Dataset entries:
☆ ☆ ☆ ☆ ☆
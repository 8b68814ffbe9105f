//! Parameter Subsystem (module E): named typed values per component with
//! lazy, referential evaluation. Grounded on
//! `original_source/HopsanCore/src/Parameters.cpp`; the cyclic-reference
//! guard uses an explicit stack of in-flight names rather than a depth
//! counter, per spec §9's Design Notes.

use indexmap::{IndexMap, IndexSet};

use crate::error::{HopsanError, HopsanResult};

/// Recursion guard while resolving parameter references. Unlike the
/// original's depth counter, an explicit stack of names currently being
/// resolved gives an exact cycle report instead of an arbitrary depth
/// cutoff; a generous depth ceiling remains as a backstop against
/// pathological non-cyclic reference chains.
#[derive(Debug, Default)]
pub struct EvalStack {
    in_flight: Vec<String>,
}

pub const MAX_EVAL_DEPTH: usize = 500;

impl EvalStack {
    pub fn new() -> Self {
        Self::default()
    }

    /// Pushes `name` onto the stack, failing if it is already being
    /// resolved (a reference cycle) or the stack has grown implausibly
    /// deep.
    pub fn enter(&mut self, name: &str) -> HopsanResult<()> {
        if self.in_flight.iter().any(|n| n == name) {
            return Err(HopsanError::evaluation(format!(
                "cyclic parameter reference detected while resolving '{name}' (chain: {})",
                self.in_flight.join(" -> ")
            )));
        }
        if self.in_flight.len() >= MAX_EVAL_DEPTH {
            return Err(HopsanError::evaluation(
                "parameter reference chain exceeded maximum evaluation depth",
            ));
        }
        self.in_flight.push(name.to_string());
        Ok(())
    }

    pub fn exit(&mut self) {
        self.in_flight.pop();
    }
}

#[derive(Debug, Clone, Copy, PartialEq, Eq)]
pub enum ParameterType {
    Double,
    Int,
    Bool,
    String,
    TextBlock,
    Conditional,
}

#[derive(Debug, Clone, PartialEq)]
pub enum ParameterValue {
    Double(f64),
    Int(i64),
    Bool(bool),
    Str(String),
    TextBlock(String),
    Conditional(usize),
}

impl ParameterValue {
    pub fn as_f64(&self) -> Option<f64> {
        match self {
            ParameterValue::Double(v) => Some(*v),
            ParameterValue::Int(v) => Some(*v as f64),
            ParameterValue::Bool(v) => Some(if *v { 1.0 } else { 0.0 }),
            ParameterValue::Conditional(idx) => Some(*idx as f64),
            ParameterValue::Str(_) | ParameterValue::TextBlock(_) => None,
        }
    }
}

#[derive(Debug, Clone)]
pub struct Parameter {
    pub name: String,
    pub raw_value: String,
    pub ty: ParameterType,
    pub description: String,
    pub quantity: String,
    pub unit: String,
    /// Valid condition labels for a `Conditional` parameter; the resolved
    /// value is the index of the selected condition.
    pub conditions: Vec<String>,
    resolved: Option<ParameterValue>,
}

impl Parameter {
    pub fn new(name: impl Into<String>, ty: ParameterType) -> Self {
        Parameter {
            name: name.into(),
            raw_value: String::new(),
            ty,
            description: String::new(),
            quantity: String::new(),
            unit: String::new(),
            conditions: Vec::new(),
            resolved: None,
        }
    }

    pub fn value(&self) -> Option<&ParameterValue> {
        self.resolved.as_ref()
    }

    fn try_parse_literal(&self) -> Option<ParameterValue> {
        parse_literal(self.ty, &self.raw_value, &self.conditions)
    }
}

/// Attempts to parse `raw` as a literal of type `ty`. Returns `None` if
/// `raw` is not a literal (and must instead be resolved as a reference).
pub fn parse_literal(ty: ParameterType, raw: &str, conditions: &[String]) -> Option<ParameterValue> {
    match ty {
        ParameterType::Double => raw.trim().parse::<f64>().ok().map(ParameterValue::Double),
        ParameterType::Int => raw.trim().parse::<i64>().ok().map(ParameterValue::Int),
        ParameterType::Bool => match raw.trim() {
            "true" | "1" => Some(ParameterValue::Bool(true)),
            "false" | "0" => Some(ParameterValue::Bool(false)),
            _ => None,
        },
        ParameterType::String => Some(ParameterValue::Str(raw.to_string())),
        ParameterType::TextBlock => Some(ParameterValue::TextBlock(raw.to_string())),
        ParameterType::Conditional => {
            if let Some(pos) = conditions.iter().position(|c| c == raw.trim()) {
                Some(ParameterValue::Conditional(pos))
            } else if let Ok(idx) = raw.trim().parse::<usize>() {
                if idx < conditions.len() {
                    Some(ParameterValue::Conditional(idx))
                } else {
                    None
                }
            } else {
                None
            }
        }
    }
}

/// Owns every [`Parameter`] belonging to one component, plus the set of
/// parameters whose value is still an unresolved reference (spec 4.5
/// invariant).
#[derive(Debug, Default, Clone)]
pub struct ParameterHandler {
    parameters: IndexMap<String, Parameter>,
    needs_evaluation: IndexSet<String>,
}

impl ParameterHandler {
    pub fn new() -> Self {
        Self::default()
    }

    pub fn declare(&mut self, parameter: Parameter) {
        let name = parameter.name.clone();
        self.parameters.insert(name, parameter);
    }

    pub fn get(&self, name: &str) -> Option<&Parameter> {
        self.parameters.get(name)
    }

    pub fn names(&self) -> impl Iterator<Item = &String> {
        self.parameters.keys()
    }

    /// Sets a parameter's value string. Parses greedily: a literal of the
    /// target type resolves and writes through immediately; otherwise the
    /// parameter is queued for later reference resolution (spec 4.5).
    pub fn set_value(&mut self, name: &str, value_string: &str) -> HopsanResult<()> {
        let param = self
            .parameters
            .get_mut(name)
            .ok_or_else(|| HopsanError::validation(format!("unknown parameter '{name}'")))?;
        param.raw_value = value_string.to_string();
        match param.try_parse_literal() {
            Some(v) => {
                param.resolved = Some(v);
                self.needs_evaluation.shift_remove(name);
            }
            None => {
                param.resolved = None;
                self.needs_evaluation.insert(name.to_string());
            }
        }
        Ok(())
    }

    pub fn needs_evaluation(&self) -> impl Iterator<Item = &String> {
        self.needs_evaluation.iter()
    }

    pub fn has_pending_evaluation(&self) -> bool {
        !self.needs_evaluation.is_empty()
    }

    /// Records a resolved value for `name`, clearing it from the
    /// needs-evaluation set. Used by the owning system once an external
    /// reference has been followed to a concrete value.
    pub fn set_resolved(&mut self, name: &str, value: ParameterValue) {
        if let Some(p) = self.parameters.get_mut(name) {
            p.resolved = Some(value);
        }
        self.needs_evaluation.shift_remove(name);
    }

    pub fn mark_unresolved(&mut self, name: &str) {
        self.needs_evaluation.insert(name.to_string());
    }

    /// A same-component reference lookup: step 1 of the resolution order
    /// in spec 4.5.
    pub fn local_value(&self, name: &str) -> Option<&ParameterValue> {
        self.parameters.get(name).and_then(|p| p.resolved.as_ref())
    }
}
☆ ☆ ☆ ☆ ☆
_What you should do_
How many of the lines above include the word "description"? Give that number without comment.

_Answer to this exercise_
2